COMMENTARY: Why Capital Isn’t Yet Like Washington

We’re one month into the era of divided government in Arkansas, where the Legislature is controlled by Republicans and the Governor’s Mansion by Democrats. So far, the partisan temperature remains at a comfortable level - warm enough to allow a vigorous debate and keep things moving, but not so hot as to cause an engine shutdown like in Washington, D.C.

We’ve seen competing beliefs on charter schools and school choice. We’ve seen legislators pointedly but respectfully question the administration on the state incentives that will be offered that big new steel mill.

We’ve even seen a willingness by some Republican legislators and Gov. Beebe to at least try to meet somewhere in the middle on that most contentious of issues, Medicaid expansion.

Temperatures will no doubt get hotter, particularly on Medicaid, as this year’s session shifts out of first gear. But, for now, state government won’t be as bitterly partisan as Washington has become, for several reasons.

One is the fact there is less of a cultural divide between most state legislators than there is between congressmen representing very different states.

As a rule, we’re more alike in Arkansas than different, which is why a bill that lets churches choose whether or not to allow guns inside their buildings sailed through the Legislature this week. In Washington, that would have been a fi ght.

The stakes are lower in Little Rock, too. State legislators deal in a few billions, not trillions. They don’t have to worry about national security.

Importantly, state legislators live much more normal lives than members of Congress, and the governor is nothing like the president. They’re not rock stars.

They generally don’t appear in the national media unless they say something monumentally stupid or controversial. If 10 constituents take the time to call them about an issue, most figure they ought to pay attention.

Thanks to term limits, state legislators can serve only six years in the House and eight in the Senate.

Unlike members of Congress, who live and breathe this stuff , state legislators spend only four or five months every two years in session, not counting a lot of between-session committee meetings.
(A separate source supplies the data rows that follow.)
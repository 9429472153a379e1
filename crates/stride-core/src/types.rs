//! Core types used throughout Stride

use glam::{Quat, Vec3};
use serde::{Deserialize, Serialize};
use uuid::Uuid;

/// World axes. Right-handed, Y up, facing down negative Z.
pub mod axis {
    use glam::Vec3;

    pub const UP: Vec3 = Vec3::Y;
    pub const FORWARD: Vec3 = Vec3::NEG_Z;
    pub const RIGHT: Vec3 = Vec3::X;
}

/// Unique identifier for actors and other simulated objects
#[derive(Debug, Clone, Copy, PartialEq, Eq, Hash, Serialize, Deserialize)]
pub struct EntityId(pub Uuid);

impl EntityId {
    /// Create a new random entity ID
    pub fn new() -> Self {
        Self(Uuid::new_v4())
    }
}

impl Default for EntityId {
    fn default() -> Self {
        Self::new()
    }
}

/// Rigid transform: position plus orientation
#[derive(Debug, Clone, Copy, PartialEq, Serialize, Deserialize)]
pub struct Transform {
    pub position: Vec3,
    pub rotation: Quat,
}

impl Default for Transform {
    fn default() -> Self {
        Self {
            position: Vec3::ZERO,
            rotation: Quat::IDENTITY,
        }
    }
}

impl Transform {
    /// Create a new transform at the given position
    pub fn from_position(position: Vec3) -> Self {
        Self {
            position,
            ..Default::default()
        }
    }

    /// Create a new transform with position and rotation
    pub fn from_position_rotation(position: Vec3, rotation: Quat) -> Self {
        Self { position, rotation }
    }

    /// Get the forward direction (negative Z in local space)
    pub fn forward(&self) -> Vec3 {
        self.rotation * axis::FORWARD
    }

    /// Get the right direction (positive X in local space)
    pub fn right(&self) -> Vec3 {
        self.rotation * axis::RIGHT
    }

    /// Get the up direction (positive Y in local space)
    pub fn up(&self) -> Vec3 {
        self.rotation * axis::UP
    }

    /// Rotate a local-space direction into world space
    pub fn transform_direction(&self, direction: Vec3) -> Vec3 {
        self.rotation * direction
    }

    /// Rotate a world-space direction into this transform's local space.
    ///
    /// Length is preserved; position does not participate.
    pub fn inverse_transform_direction(&self, direction: Vec3) -> Vec3 {
        self.rotation.inverse() * direction
    }

    /// Interpolate between two transforms.
    ///
    /// Position and rotation use separate factors; both are clamped to `[0, 1]`
    /// so large `dt * smoothness` products land on `b` instead of overshooting.
    pub fn lerp(a: &Transform, b: &Transform, position_t: f32, rotation_t: f32) -> Transform {
        let position_t = position_t.clamp(0.0, 1.0);
        let rotation_t = rotation_t.clamp(0.0, 1.0);
        Transform {
            position: a.position.lerp(b.position, position_t),
            rotation: a.rotation.lerp(b.rotation, rotation_t),
        }
    }
}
In other words, they basically serve for a while and go home. There is less time to be corrupted and less time to become partisan hacks. If they want to get anything done in their time at the Capitol, they can’t make enemies.

True, there is a political society in Little Rock.

Legislators become lobbyists, or they run for state constitutional offices.

There’s some money floating around for future campaign donations as different interests jockey for influence.

I don’t mean to paint the state Capitol as a stainless bastion of democratic virtue.

But Little Rock certainly is no Washington, where congressmen stay in office for decades and are immersed in an environment corrupted by money, media hype and partisan nonsense.

Unlike Washington, the incentives here at least are related to doing your constitutional duty.

In the state Legislature, being a jerk means your bills don’t pass and you waste a lot of time driving back and forth to Little Rock.

In Washington, being a jerk gets you on TV. It doesn’t make you a better legislator, but then, that hardly matters when Congress can’t get anything done, anyway.

Even the way state legislators go about their business at the Capitol is more conducive to civil discourse than what happens in Washington. State legislators walk the halls unaccompanied by aides - because a lot of them don’t have one. In fact, they mostly share a staff that serves the entire Legislature on a nonpartisan basis.

They stop and chat in the rotunda. Unlike in Congress’ regal and impersonal committee hearings, state legislators sit side by side at a table.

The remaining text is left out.